=== Given data ===

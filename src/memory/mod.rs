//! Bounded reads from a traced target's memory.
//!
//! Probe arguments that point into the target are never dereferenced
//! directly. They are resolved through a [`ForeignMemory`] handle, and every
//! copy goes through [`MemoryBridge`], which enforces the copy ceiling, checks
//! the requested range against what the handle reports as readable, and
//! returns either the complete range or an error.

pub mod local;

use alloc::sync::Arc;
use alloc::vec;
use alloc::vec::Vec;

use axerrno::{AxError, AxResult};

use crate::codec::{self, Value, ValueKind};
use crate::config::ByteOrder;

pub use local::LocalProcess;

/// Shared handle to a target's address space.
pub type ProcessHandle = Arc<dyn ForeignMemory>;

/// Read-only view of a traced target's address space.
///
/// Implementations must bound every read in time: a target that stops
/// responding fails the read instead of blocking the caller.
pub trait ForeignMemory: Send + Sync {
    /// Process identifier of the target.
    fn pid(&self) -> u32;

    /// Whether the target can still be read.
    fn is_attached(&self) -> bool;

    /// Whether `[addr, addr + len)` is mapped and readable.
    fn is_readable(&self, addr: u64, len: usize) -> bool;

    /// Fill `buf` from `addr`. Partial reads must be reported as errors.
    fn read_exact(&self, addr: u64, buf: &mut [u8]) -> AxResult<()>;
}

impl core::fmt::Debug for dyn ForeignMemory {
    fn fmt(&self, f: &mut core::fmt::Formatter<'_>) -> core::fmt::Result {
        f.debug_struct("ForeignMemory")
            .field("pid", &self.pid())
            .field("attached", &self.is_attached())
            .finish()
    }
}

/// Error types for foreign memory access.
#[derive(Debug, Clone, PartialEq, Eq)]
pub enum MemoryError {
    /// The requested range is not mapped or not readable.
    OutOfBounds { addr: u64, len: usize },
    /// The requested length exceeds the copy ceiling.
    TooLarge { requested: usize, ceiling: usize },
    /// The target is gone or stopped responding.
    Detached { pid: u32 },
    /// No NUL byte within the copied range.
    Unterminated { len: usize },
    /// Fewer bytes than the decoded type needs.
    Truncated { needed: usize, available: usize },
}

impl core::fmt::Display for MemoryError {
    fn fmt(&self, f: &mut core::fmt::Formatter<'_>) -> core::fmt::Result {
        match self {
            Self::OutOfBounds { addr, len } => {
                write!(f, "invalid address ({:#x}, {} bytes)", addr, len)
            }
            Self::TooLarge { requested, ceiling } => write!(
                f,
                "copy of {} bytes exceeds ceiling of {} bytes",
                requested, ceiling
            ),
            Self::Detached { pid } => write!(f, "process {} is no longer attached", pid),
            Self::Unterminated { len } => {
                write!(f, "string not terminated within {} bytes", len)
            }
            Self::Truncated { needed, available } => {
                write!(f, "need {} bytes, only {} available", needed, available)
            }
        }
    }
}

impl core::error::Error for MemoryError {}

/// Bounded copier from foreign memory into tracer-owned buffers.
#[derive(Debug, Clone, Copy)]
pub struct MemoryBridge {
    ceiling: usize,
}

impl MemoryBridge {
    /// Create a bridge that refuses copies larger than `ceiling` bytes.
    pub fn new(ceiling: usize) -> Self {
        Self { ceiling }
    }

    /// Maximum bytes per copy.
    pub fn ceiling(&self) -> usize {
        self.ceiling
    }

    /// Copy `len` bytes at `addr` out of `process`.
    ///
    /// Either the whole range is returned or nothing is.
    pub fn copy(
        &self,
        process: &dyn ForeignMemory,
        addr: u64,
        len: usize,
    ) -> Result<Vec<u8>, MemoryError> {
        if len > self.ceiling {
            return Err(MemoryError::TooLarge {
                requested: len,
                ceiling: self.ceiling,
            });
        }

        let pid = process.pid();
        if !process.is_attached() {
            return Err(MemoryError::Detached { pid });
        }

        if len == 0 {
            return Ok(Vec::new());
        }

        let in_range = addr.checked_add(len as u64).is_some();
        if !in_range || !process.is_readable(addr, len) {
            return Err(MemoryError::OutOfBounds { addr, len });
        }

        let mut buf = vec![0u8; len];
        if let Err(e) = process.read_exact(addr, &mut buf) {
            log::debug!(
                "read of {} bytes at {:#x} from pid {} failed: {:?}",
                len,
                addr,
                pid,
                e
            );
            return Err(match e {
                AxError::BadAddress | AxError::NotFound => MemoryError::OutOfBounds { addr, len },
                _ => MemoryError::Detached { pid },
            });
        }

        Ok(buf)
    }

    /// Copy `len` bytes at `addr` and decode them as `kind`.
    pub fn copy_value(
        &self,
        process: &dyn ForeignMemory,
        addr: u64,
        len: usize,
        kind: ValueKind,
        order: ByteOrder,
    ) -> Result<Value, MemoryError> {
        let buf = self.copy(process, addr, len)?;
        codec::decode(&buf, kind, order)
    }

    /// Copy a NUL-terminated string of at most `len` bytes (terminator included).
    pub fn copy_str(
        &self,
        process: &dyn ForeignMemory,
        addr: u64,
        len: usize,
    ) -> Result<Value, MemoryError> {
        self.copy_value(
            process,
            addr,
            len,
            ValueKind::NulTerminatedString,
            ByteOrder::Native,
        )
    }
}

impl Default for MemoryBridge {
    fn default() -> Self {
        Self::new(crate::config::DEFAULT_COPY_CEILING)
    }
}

---

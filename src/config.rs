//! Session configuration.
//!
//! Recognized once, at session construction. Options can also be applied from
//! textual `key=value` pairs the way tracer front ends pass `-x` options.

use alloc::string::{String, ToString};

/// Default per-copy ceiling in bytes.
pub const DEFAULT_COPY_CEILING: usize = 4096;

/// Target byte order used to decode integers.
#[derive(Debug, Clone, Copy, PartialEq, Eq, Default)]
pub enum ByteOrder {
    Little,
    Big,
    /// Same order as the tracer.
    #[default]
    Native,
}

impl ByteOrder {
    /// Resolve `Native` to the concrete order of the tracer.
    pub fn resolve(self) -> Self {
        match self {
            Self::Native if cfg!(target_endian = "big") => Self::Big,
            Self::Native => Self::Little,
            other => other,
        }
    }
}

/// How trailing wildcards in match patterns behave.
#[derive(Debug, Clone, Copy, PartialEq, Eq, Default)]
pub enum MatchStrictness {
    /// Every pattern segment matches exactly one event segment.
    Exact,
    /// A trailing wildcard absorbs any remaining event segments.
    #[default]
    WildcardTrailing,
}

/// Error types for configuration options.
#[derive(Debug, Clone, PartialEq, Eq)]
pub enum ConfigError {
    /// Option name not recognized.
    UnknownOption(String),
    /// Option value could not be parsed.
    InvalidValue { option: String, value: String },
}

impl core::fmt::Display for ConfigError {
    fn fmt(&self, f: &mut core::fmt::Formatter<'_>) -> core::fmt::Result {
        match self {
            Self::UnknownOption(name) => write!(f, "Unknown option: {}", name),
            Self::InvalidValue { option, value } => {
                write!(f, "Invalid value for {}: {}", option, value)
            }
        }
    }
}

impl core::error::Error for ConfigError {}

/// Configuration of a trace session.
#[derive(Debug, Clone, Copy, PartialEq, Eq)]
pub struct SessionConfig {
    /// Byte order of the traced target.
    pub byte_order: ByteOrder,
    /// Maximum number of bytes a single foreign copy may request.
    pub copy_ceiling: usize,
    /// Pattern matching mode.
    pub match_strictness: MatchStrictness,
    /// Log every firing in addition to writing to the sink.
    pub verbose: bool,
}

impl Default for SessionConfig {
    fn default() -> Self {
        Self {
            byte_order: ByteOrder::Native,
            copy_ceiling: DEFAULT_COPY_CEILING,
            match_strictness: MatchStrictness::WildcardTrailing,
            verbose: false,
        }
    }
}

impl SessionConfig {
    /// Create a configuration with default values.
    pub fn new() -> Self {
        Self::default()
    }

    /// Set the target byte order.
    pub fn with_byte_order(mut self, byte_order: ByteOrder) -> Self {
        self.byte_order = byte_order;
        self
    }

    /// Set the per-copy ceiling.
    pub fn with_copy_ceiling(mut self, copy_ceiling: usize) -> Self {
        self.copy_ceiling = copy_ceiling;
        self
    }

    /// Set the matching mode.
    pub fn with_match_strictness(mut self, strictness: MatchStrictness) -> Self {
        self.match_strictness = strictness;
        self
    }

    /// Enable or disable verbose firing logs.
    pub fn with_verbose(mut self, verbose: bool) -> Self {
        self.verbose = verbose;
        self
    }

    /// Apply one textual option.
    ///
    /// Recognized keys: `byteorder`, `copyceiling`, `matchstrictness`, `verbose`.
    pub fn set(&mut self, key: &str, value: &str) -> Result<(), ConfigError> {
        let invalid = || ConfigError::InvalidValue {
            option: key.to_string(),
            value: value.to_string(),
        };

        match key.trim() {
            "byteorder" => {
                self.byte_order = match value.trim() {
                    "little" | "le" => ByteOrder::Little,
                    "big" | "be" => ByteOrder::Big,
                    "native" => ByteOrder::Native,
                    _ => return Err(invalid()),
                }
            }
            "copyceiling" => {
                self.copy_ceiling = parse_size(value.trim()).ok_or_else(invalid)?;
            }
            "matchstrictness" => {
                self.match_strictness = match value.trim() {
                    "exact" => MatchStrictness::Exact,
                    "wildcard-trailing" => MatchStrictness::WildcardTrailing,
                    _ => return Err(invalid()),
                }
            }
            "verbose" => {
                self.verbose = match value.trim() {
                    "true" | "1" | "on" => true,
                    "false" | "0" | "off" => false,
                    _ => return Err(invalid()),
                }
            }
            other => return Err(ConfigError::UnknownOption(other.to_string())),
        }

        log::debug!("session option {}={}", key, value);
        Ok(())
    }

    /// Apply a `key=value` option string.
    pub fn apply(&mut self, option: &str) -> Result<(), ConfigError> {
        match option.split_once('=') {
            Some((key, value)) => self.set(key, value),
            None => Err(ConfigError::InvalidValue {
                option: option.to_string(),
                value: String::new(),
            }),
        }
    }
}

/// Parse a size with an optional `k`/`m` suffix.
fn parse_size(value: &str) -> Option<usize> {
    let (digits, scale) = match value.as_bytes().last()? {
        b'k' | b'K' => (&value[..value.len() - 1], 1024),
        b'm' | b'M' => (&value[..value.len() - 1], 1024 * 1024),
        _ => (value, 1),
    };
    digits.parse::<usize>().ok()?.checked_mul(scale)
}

=== Task details ===
Take the line above containing "filename src/memory/mod.rs", the line containing "pub trait ForeignMemory: Send", and all lines in between, and copy them exactly without anything else.

=== Response ===
filename src/memory/mod.rs
//! Bounded reads from a traced target's memory.
//!
//! Probe arguments that point into the target are never dereferenced
//! directly. They are resolved through a [`ForeignMemory`] handle, and every
//! copy goes through [`MemoryBridge`], which enforces the copy ceiling, checks
//! the requested range against what the handle reports as readable, and
//! returns either the complete range or an error.

pub mod local;

use alloc::sync::Arc;
use alloc::vec;
use alloc::vec::Vec;

use axerrno::{AxError, AxResult};

use crate::codec::{self, Value, ValueKind};
use crate::config::ByteOrder;

pub use local::LocalProcess;

/// Shared handle to a target's address space.
pub type ProcessHandle = Arc<dyn ForeignMemory>;

/// Read-only view of a traced target's address space.
///
/// Implementations must bound every read in time: a target that stops
/// responding fails the read instead of blocking the caller.
pub trait ForeignMemory: Send + Sync {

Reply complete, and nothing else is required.